The /api/prompt path below should point to your proxy endpoint:
import {
DataGridPremium,
GridAiAssistantPanel,
unstable_gridDefaultPromptResolver as promptResolver,
} from '@mui/x-data-grid-premium';
function processPrompt(prompt: string, context: string, conversationId?: string) {
return promptResolver('/api/prompt', prompt, context, conversationId);
}
// ...
<DataGridPremium
aiAssistant
onPrompt={processPrompt}
slots={{ aiAssistantPanel: GridAiAssistantPanel }}
/>;
Improving accuracy with example values
To increase the accuracy of the language processing, provide example values for the available columns via one of the methods below.
Provide custom examples
Use the examples property on items of the columns array to provide custom examples as context for prompt processing.
The examples property should contain an array of possible values for each respective column.
The demo at the top of the page uses this approach.
Use row data for examples
Pass the allowAiAssistantDataSampling prop to use row data to generate examples.
This is useful if you're dealing with non-sensitive data and want to skip creating custom examples for each column.
Data is collected randomly at the cell level, which means that the examples for a given column might not come from the same rows.
Using server-side data
The example below shows how to combine the AI Assistant with server-side data.
Data visualization
AI Assistant analyzes the query to determine if it is helpful to visualize the results.
Integrate the Data Grid with MUI X Charts to enable the Data Grid to apply the visualization instructions.
Build your own service
You can replace MUI's hosted processing service with your own prompt processing service. This gives you full control over the AI provider, prompts, logging, routing, and data handling.

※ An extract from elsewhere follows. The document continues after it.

//! Logging setup shared by changefeed binaries and tests.

pub mod tracing;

Building your own service means the prompt processing no longer depends on MUI's hosted service or a MUI Console API key. You still need Data Grid Premium to use the AI Assistant UI and APIs in the grid.
The Data Grid exposes elements of the AI Assistant feature to integrate with your service:
- The
aiAssistantAPI for processing the prompt results and updating state - The
unstable_gridDefaultPromptResolver()function for passing the prompt and context to the processing service
Integrate these elements with your custom components and methods to suit your specific use case.
You can use a fully custom solution and apply the processing result using other Grid APIs such as setFilterModel() or setSortModel() without the need to structure it as a PromptResponse.
To use unstable_gridDefaultPromptResolver() with your own service, expose an endpoint that accepts the same request body and returns the response shape expected by the resolver.
The request body includes query and context parameters.
conversationId and options are optional.
To keep the previous messages in the context you should pass the conversationId from the previous response.
The response type should be Result<PromptResponse>.
type Result<T> = { ok: false; message: string } | { ok: true; data: T };
If you do not want to use unstable_gridDefaultPromptResolver(), implement onPrompt() directly.
Your resolver should return Promise<PromptResponse>.
Error handling
When onPrompt rejects, the Data Grid automatically displays the error message in the assistant panel.
unstable_gridDefaultPromptResolver() converts { ok: false, message } service responses into a rejected promise, so this happens without any extra handling in your code.
If you want to log errors to an external service before the Data Grid handles them, wrap your implementation in a try/catch and re-throw:
async function processPrompt(
query: string,
context: string,
conversationId?: string,
) {
try {
return await unstable_gridDefaultPromptResolver(
`${PROMPT_RESOLVER_PROXY_BASE_URL}/api/my-custom-path`,
query,
context,
conversationId,
);
} catch (error) {
// Report to your error tracking service (Sentry, Datadog, etc.)
console.error('[AI Assistant] Prompt processing failed:', error);
throw error;
}
}
If users receive unexpected or incorrect grid updates, provide more specific column examples or add an additionalContext string describing what the rows represent.
This gives the model enough context to interpret ambiguous queries correctly.